═══ Recorded data ═══

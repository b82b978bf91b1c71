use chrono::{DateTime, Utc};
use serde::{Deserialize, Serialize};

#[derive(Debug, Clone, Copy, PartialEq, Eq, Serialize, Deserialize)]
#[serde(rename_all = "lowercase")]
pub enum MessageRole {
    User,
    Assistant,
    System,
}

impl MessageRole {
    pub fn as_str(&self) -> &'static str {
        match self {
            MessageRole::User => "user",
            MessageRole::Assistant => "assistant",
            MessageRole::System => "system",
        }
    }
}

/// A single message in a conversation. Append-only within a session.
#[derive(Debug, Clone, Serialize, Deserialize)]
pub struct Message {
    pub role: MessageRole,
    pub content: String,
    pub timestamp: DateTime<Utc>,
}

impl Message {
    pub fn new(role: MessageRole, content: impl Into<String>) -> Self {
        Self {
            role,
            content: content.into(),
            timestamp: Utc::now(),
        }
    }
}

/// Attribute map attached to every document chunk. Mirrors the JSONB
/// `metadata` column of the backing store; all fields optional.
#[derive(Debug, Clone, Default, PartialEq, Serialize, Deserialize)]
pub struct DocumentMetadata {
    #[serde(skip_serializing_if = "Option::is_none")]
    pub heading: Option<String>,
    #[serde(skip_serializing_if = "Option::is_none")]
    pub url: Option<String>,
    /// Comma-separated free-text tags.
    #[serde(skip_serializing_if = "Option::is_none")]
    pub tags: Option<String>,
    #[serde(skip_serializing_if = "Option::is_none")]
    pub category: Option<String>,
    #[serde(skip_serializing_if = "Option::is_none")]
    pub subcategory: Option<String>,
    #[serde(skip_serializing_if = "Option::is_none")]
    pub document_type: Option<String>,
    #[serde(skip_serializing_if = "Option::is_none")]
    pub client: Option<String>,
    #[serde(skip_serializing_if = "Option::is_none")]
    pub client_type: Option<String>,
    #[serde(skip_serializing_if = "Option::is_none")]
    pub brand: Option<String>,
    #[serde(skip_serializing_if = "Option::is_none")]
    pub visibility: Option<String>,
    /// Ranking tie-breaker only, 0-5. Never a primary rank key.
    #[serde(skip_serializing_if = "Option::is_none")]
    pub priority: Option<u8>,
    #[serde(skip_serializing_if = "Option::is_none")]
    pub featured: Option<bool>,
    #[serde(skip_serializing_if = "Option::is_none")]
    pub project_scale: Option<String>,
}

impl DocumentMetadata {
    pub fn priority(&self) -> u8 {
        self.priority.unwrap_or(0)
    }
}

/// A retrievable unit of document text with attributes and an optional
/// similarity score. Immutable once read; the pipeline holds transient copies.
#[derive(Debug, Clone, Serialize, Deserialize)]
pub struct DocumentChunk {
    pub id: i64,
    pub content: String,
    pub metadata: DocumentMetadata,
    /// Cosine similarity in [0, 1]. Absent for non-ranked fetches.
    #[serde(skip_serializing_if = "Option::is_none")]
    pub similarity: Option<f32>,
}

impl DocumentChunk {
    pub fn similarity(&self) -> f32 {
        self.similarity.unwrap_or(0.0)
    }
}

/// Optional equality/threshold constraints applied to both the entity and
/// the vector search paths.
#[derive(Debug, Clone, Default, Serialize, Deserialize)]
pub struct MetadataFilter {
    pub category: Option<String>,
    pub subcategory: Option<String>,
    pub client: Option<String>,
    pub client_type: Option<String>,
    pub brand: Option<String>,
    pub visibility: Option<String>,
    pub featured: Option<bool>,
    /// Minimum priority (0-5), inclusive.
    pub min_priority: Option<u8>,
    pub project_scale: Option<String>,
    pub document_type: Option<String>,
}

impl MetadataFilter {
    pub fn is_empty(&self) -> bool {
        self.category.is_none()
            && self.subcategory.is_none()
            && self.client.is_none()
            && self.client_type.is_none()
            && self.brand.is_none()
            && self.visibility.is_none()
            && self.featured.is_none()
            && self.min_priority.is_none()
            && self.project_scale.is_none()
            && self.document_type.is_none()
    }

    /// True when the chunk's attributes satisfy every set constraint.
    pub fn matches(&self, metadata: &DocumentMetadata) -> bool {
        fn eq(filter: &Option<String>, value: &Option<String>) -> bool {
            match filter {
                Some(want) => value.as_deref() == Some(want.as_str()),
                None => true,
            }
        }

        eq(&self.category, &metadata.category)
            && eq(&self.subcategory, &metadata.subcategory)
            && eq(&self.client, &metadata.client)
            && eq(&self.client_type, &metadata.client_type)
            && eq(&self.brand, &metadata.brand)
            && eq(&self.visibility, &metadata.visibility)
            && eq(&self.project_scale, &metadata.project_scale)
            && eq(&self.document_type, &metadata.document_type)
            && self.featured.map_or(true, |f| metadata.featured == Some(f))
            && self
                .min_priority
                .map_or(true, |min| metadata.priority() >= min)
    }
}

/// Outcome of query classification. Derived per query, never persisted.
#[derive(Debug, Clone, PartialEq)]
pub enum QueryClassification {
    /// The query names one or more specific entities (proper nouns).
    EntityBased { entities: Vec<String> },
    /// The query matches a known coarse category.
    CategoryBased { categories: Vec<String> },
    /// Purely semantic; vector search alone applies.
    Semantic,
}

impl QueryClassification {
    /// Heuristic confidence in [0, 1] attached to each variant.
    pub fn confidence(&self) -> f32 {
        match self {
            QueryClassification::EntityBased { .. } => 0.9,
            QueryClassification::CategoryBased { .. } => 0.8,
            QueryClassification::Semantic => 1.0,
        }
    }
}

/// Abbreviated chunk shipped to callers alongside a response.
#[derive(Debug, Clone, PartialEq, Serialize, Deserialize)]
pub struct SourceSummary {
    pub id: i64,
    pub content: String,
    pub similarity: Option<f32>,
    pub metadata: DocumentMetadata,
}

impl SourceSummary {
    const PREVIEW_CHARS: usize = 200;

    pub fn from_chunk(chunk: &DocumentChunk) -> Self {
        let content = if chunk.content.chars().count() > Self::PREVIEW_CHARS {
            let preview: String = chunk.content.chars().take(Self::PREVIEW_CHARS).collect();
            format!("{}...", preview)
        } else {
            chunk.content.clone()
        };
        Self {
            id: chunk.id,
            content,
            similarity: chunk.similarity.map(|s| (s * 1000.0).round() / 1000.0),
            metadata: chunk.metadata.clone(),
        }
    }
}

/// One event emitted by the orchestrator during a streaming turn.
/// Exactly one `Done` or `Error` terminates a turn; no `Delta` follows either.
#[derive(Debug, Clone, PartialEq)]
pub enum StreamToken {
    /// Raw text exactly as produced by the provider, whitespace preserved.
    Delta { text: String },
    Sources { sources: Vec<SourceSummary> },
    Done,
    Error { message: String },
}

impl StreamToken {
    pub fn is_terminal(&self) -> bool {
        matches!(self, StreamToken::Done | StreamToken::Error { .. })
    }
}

═══

• Brief
Copy exactly the lines above, starting at the opening line and finishing at the line in which "pub struct Message" occurs.

• The answer
repository b82b978bf91b1c71
use chrono::{DateTime, Utc};
use serde::{Deserialize, Serialize};

#[derive(Debug, Clone, Copy, PartialEq, Eq, Serialize, Deserialize)]
#[serde(rename_all = "lowercase")]
pub enum MessageRole {
    User,
    Assistant,
    System,
}

impl MessageRole {
    pub fn as_str(&self) -> &'static str {
        match self {
            MessageRole::User => "user",
            MessageRole::Assistant => "assistant",
            MessageRole::System => "system",
        }
    }
}

/// A single message in a conversation. Append-only within a session.
#[derive(Debug, Clone, Serialize, Deserialize)]
pub struct Message {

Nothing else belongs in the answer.